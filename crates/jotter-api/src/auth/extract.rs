//! Authentication extractor.

use async_trait::async_trait;
use axum::{extract::FromRequestParts, http::request::Parts};
use tracing::warn;
use uuid::Uuid;

use jotter_core::defaults::SESSION_COOKIE;

use super::cookie::{read_bearer, read_cookie};
use super::session::SessionClaims;
use crate::error::ApiError;
use crate::state::AppState;

/// Extractor that requires a valid session token.
///
/// The token is taken from an `Authorization: Bearer` header when present,
/// otherwise from the `authToken` cookie.
///
/// ```ignore
/// async fn handler(user: RequireUser) -> impl IntoResponse {
///     format!("hello {}", user.claims.user.username)
/// }
/// ```
#[derive(Debug, Clone)]
pub struct RequireUser {
    pub claims: SessionClaims,
}

impl RequireUser {
    /// The acting user's id.
    pub fn id(&self) -> Uuid {
        self.claims.user_id()
    }
}

#[async_trait]
impl FromRequestParts<AppState> for RequireUser {
    type Rejection = ApiError;

    async fn from_request_parts(
        parts: &mut Parts,
        state: &AppState,
    ) -> Result<Self, Self::Rejection> {
        let token = match read_bearer(&parts.headers)
            .or_else(|| read_cookie(&parts.headers, SESSION_COOKIE))
        {
            Some(token) => token,
            None => {
                warn!(
                    subsystem = "api",
                    component = "auth",
                    op = "authenticate",
                    path = %parts.uri.path(),
                    "Request rejected: no session token"
                );
                return Err(ApiError::Unauthorized(
                    "Authentication required".to_string(),
                ));
            }
        };

        match state.auth.sessions().verify(token) {
            Ok(claims) => Ok(RequireUser { claims }),
            Err(err) => {
                warn!(
                    subsystem = "api",
                    component = "auth",
                    op = "authenticate",
                    path = %parts.uri.path(),
                    error = %err,
                    "Request rejected: bad session token"
                );
                Err(err.into())
            }
        }
    }
}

» TASK DETAILS: The line containing "rejected: bad session" marks the start. Reproduce it and all lines after it through the end of the listing, exactly and alone.

» TASK OUTPUT:
                    "Request rejected: bad session token"
                );
                Err(err.into())
            }
        }
    }
}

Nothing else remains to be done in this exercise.